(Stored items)
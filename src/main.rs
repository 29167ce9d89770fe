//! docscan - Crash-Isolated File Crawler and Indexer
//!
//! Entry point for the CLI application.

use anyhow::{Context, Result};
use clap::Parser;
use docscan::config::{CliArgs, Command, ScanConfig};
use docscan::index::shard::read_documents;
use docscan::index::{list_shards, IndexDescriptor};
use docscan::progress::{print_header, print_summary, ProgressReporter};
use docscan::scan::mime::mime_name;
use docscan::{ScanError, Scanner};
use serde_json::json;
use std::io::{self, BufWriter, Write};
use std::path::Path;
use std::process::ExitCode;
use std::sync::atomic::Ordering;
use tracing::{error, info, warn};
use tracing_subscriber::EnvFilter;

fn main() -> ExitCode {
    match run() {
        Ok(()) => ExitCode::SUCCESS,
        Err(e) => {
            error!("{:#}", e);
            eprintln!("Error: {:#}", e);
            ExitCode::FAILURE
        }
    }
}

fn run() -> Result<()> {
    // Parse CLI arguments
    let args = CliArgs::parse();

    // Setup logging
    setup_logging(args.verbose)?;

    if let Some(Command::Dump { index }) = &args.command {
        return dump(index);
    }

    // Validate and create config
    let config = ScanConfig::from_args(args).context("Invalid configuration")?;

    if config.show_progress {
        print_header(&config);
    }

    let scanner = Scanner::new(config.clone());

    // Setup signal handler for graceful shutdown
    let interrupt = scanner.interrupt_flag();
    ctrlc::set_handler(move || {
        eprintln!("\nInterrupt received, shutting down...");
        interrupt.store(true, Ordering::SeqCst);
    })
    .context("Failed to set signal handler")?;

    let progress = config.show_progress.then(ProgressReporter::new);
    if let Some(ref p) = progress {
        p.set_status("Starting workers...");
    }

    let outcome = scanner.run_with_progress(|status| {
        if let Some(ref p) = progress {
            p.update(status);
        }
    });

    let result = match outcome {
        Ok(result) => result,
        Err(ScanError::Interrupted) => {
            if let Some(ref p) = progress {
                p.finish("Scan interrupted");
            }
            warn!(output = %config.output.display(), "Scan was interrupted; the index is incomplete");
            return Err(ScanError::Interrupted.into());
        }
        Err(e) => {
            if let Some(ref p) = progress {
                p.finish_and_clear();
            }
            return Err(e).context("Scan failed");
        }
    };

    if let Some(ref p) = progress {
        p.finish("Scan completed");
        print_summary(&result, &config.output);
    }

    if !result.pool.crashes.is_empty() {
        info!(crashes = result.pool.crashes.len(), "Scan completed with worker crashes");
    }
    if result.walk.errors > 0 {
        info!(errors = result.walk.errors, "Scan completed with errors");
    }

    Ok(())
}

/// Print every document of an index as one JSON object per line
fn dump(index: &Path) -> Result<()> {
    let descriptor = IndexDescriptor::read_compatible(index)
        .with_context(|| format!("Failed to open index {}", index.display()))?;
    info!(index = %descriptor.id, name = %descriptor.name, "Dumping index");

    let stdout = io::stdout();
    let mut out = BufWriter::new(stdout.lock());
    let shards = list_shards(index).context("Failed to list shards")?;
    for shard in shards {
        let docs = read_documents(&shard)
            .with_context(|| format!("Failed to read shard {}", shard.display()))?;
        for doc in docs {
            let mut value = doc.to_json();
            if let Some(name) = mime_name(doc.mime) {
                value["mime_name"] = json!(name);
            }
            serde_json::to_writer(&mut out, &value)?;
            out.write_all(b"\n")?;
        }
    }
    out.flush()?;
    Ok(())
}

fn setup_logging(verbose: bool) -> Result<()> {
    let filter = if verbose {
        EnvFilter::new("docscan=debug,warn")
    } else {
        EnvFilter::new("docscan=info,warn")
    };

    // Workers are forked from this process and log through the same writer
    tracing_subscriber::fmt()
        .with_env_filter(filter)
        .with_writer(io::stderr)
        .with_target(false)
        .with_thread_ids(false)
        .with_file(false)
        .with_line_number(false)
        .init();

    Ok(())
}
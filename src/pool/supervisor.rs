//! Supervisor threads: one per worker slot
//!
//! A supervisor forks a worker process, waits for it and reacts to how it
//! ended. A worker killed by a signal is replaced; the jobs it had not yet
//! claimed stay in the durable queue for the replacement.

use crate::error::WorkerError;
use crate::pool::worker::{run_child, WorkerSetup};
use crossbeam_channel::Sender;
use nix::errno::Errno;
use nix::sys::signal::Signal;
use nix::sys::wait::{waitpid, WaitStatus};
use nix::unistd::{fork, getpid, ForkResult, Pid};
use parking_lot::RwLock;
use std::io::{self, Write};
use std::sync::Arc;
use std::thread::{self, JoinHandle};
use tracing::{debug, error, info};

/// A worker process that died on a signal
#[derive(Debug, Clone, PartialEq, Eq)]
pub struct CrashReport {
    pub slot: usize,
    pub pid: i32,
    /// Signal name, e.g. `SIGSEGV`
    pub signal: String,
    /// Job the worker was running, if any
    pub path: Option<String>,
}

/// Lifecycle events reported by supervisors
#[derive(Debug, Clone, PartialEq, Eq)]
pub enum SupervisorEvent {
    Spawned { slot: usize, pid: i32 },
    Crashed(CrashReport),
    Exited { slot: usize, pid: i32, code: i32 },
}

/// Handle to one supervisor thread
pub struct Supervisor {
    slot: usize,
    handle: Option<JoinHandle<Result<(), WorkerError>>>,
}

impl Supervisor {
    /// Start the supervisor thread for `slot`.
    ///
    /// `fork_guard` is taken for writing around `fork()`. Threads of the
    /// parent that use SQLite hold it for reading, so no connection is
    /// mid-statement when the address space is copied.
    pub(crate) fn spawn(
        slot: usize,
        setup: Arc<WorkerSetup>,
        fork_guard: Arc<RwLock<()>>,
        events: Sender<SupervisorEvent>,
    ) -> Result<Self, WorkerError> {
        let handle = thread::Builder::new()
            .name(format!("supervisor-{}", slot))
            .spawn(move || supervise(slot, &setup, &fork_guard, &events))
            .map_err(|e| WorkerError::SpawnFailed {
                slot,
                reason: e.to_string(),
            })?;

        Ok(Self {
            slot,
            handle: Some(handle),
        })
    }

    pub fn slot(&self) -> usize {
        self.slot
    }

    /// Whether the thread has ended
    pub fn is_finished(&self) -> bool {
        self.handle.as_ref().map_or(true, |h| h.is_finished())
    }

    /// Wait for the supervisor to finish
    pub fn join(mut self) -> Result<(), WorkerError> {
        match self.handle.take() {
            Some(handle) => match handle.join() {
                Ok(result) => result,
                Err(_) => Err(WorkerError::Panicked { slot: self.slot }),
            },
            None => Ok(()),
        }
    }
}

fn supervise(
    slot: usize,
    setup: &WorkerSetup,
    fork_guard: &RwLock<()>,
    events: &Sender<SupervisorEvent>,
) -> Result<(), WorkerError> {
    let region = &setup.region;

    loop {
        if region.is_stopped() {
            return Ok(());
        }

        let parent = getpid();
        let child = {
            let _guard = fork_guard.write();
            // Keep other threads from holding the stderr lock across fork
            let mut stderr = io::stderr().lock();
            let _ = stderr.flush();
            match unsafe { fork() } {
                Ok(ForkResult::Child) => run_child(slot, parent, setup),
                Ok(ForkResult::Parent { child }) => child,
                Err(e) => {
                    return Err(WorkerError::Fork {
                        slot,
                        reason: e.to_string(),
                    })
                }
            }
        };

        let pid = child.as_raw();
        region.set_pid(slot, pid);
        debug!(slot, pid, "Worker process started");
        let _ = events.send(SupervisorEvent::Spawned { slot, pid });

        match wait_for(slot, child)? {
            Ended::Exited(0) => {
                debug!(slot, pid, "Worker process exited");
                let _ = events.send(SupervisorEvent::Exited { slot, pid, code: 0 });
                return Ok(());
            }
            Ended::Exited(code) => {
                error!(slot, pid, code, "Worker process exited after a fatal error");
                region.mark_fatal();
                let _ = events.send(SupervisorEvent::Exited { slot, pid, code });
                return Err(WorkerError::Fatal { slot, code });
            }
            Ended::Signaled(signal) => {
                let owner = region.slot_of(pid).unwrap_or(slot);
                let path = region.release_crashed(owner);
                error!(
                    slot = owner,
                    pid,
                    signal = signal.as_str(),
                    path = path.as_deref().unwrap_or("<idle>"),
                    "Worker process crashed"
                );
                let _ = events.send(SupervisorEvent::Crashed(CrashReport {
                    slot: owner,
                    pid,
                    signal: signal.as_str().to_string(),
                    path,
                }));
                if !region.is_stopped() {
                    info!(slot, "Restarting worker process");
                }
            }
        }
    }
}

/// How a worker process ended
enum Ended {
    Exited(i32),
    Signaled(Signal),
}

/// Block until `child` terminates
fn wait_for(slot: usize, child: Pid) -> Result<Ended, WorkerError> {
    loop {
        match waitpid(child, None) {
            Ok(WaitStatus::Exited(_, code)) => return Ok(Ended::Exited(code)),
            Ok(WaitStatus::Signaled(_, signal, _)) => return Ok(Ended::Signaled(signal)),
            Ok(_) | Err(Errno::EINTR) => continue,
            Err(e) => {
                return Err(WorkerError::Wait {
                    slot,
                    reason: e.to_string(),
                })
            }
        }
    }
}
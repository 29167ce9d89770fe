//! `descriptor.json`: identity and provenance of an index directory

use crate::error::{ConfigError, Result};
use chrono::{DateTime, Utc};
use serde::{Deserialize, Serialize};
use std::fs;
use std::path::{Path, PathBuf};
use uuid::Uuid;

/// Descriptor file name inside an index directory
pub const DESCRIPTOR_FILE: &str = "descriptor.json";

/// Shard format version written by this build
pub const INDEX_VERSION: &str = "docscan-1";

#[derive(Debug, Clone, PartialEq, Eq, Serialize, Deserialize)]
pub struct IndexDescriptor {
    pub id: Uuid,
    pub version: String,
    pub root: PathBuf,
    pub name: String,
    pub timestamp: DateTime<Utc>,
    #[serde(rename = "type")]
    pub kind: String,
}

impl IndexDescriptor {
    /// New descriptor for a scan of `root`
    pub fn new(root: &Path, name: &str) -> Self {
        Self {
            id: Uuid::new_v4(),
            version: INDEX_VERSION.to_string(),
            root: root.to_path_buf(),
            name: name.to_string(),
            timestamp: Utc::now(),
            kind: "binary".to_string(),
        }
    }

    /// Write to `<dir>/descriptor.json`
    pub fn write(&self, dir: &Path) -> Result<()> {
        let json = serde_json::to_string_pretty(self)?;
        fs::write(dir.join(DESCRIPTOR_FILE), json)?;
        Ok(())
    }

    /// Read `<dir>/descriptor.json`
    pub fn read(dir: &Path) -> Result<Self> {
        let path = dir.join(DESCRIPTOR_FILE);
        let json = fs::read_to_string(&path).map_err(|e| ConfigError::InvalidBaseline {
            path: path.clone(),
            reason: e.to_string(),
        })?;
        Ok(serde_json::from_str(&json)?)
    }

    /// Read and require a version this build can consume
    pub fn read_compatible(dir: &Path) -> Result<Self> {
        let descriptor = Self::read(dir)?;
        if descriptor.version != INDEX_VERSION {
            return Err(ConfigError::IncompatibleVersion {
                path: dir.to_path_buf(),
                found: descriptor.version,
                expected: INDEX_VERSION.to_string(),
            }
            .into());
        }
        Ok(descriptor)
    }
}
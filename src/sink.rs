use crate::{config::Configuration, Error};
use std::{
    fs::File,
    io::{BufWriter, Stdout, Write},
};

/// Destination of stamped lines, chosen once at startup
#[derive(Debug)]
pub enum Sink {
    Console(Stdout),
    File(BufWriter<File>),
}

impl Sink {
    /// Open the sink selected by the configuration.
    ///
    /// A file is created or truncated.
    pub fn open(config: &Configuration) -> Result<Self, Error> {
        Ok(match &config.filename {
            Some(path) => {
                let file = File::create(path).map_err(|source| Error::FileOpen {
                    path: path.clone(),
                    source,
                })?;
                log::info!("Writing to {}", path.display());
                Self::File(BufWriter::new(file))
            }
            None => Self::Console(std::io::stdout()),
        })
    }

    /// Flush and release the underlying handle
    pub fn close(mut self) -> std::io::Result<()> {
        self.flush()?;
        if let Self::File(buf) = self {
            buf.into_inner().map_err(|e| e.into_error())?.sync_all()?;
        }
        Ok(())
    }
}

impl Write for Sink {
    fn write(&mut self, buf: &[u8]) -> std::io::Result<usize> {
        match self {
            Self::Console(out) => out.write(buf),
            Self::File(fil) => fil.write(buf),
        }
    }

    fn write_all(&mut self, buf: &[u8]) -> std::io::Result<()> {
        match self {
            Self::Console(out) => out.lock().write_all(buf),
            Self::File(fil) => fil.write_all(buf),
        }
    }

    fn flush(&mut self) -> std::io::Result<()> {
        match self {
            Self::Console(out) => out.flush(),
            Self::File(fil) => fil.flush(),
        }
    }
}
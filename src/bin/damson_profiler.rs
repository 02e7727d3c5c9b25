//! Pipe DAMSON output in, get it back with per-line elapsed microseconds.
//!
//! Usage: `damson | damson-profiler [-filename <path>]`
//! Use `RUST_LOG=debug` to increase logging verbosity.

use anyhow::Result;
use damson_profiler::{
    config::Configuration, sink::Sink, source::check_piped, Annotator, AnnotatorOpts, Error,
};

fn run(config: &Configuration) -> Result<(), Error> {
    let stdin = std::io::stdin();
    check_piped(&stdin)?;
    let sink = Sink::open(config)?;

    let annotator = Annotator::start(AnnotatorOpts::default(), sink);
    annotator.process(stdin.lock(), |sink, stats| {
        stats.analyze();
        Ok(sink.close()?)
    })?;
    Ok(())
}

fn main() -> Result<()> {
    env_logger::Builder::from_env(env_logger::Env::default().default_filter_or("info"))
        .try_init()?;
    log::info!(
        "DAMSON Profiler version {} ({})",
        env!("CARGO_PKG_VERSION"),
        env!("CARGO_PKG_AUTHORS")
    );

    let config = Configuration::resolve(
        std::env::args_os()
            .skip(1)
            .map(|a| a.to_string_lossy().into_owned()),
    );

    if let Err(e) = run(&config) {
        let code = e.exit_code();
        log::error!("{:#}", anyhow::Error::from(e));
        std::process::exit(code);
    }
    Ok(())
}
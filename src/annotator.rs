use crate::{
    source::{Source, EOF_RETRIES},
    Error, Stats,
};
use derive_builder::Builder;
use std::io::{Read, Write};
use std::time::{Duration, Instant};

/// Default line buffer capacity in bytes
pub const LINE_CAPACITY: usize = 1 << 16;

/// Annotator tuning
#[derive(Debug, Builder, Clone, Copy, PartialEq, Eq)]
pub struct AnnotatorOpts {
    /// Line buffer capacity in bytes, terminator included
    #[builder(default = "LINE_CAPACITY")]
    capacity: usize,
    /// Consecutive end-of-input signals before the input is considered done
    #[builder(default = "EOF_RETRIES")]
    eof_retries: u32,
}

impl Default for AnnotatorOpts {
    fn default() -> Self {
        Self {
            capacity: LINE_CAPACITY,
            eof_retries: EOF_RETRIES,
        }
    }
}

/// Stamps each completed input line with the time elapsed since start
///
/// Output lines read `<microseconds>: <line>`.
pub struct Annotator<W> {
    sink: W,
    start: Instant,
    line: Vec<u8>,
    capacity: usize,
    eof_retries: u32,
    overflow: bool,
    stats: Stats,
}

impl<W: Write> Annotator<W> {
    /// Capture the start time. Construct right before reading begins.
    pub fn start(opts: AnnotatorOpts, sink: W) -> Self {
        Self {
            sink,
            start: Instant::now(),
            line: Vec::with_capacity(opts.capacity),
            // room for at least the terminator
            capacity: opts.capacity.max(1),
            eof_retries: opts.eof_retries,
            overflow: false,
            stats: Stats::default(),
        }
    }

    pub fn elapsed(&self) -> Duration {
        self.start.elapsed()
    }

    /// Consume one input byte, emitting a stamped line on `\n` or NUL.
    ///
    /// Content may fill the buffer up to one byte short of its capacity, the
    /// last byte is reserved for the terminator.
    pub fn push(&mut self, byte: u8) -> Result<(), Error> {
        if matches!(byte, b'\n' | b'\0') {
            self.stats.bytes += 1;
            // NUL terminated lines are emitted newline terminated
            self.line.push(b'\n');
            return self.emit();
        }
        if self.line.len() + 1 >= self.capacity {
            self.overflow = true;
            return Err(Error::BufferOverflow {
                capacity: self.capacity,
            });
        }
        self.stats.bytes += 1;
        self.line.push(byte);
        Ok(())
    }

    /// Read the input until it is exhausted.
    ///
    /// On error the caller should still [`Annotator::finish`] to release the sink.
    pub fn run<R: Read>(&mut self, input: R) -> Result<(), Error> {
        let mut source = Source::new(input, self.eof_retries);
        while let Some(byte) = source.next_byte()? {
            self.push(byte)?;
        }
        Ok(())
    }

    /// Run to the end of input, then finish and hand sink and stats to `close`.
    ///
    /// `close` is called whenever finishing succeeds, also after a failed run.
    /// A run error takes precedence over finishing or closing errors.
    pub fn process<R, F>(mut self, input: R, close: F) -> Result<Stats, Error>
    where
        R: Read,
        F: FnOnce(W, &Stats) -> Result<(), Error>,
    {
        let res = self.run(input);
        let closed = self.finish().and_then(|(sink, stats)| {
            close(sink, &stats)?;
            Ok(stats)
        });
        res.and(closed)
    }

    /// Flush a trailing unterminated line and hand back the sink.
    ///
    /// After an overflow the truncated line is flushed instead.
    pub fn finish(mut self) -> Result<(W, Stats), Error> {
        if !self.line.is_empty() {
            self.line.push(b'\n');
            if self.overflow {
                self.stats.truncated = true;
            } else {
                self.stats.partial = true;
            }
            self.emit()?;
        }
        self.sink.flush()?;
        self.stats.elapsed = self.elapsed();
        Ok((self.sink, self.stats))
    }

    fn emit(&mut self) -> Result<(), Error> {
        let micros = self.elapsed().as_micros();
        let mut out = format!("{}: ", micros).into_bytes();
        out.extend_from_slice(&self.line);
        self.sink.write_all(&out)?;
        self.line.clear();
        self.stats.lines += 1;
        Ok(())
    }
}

→ **YOUR ASSIGNMENT**:
The lines holding the word "SupervisorEvent" are the answer. Pull them out of the records and copy them.

→ **FINISHED TASK**:
pub enum SupervisorEvent {
        events: Sender<SupervisorEvent>,
    events: &Sender<SupervisorEvent>,
        let _ = events.send(SupervisorEvent::Spawned { slot, pid });
                let _ = events.send(SupervisorEvent::Exited { slot, pid, code: 0 });
                let _ = events.send(SupervisorEvent::Exited { slot, pid, code });
                let _ = events.send(SupervisorEvent::Crashed(CrashReport {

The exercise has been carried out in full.